The exciting long-term survival benefits seen in patients with metastatic melanoma treated with CTLA-blocking drug, ipilimumab, have raised expectations that this therapy may have even greater benefits in the adjuvant setting.

Ipilimumab seems particularly interesting for its ability to produce long lasting responses and an increase in long-term survival, this could translate in a definitive curative effect.

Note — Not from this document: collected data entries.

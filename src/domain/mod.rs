// SPDX-License-Identifier: MIT OR Apache-2.0

//! Domain layer containing the document model and error taxonomy.
//!
//! This module is independent of the YAML grammar library and of any I/O. It defines
//! the types that flow in and out of the translator.

pub mod errors;
pub mod node;
pub mod options;
pub mod shared;

// Re-export commonly used types
pub use errors::{Direction, Position, ResourceReleaseWarning, Result, YamlError};
pub use node::{Mapping, Node, Number, Scalar};
pub use options::TranslatorOptions;
pub use shared::Shared;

The study EORTC 18071, comparing ipilimumab with placebo in stage III melanoma patients, completed the accrual in June 2011. The results are expected within 2014.

9.4. Target Drugs

In patients harboring BRAF mutations, the unequivocal clinical benefit obtained by BRAF inhibitors (vemurafenib or dabrafenib) in respect to Deticene in the treatment of advanced disease raised the question of the opportunity of testing the efficacy in the adjuvant setting. However, the rapidly acquired resistance and the possibly long-term toxicity of RAF pathway inhibition in other tissues suggested caution in planning the adjuvant studies [46].

10. Followup

Monitoring of patients after treatment is usually undertaken for the purpose of ensuring an early diagnosis of melanoma relapse and/or second melanoma [47]. However, no studies have been conducted to compare different follow-up protocols and determine their impact on patient survival. Data from the literature indicate that less intensive follow-up is appropriate for patients with melanoma with Breslow <1 mm and more intensive surveillance for patients with greater Breslow thickness, particularly during the first three years as in these years the highest percentage of recurrence can be observed (95%) [48]. However, no clinically important results about the effects of more- or less-intensive surveillance for early diagnosis of recurrent melanoma have been reported [49]. We generally recommend instrumental follow-up only for patients with Breslow thickness >1 for the first 5 years. To this regard, please see the chapter on the imaging of melanoma.

Conflict of Interests

Marco Rastrelli and other coauthors have no conflict of interests.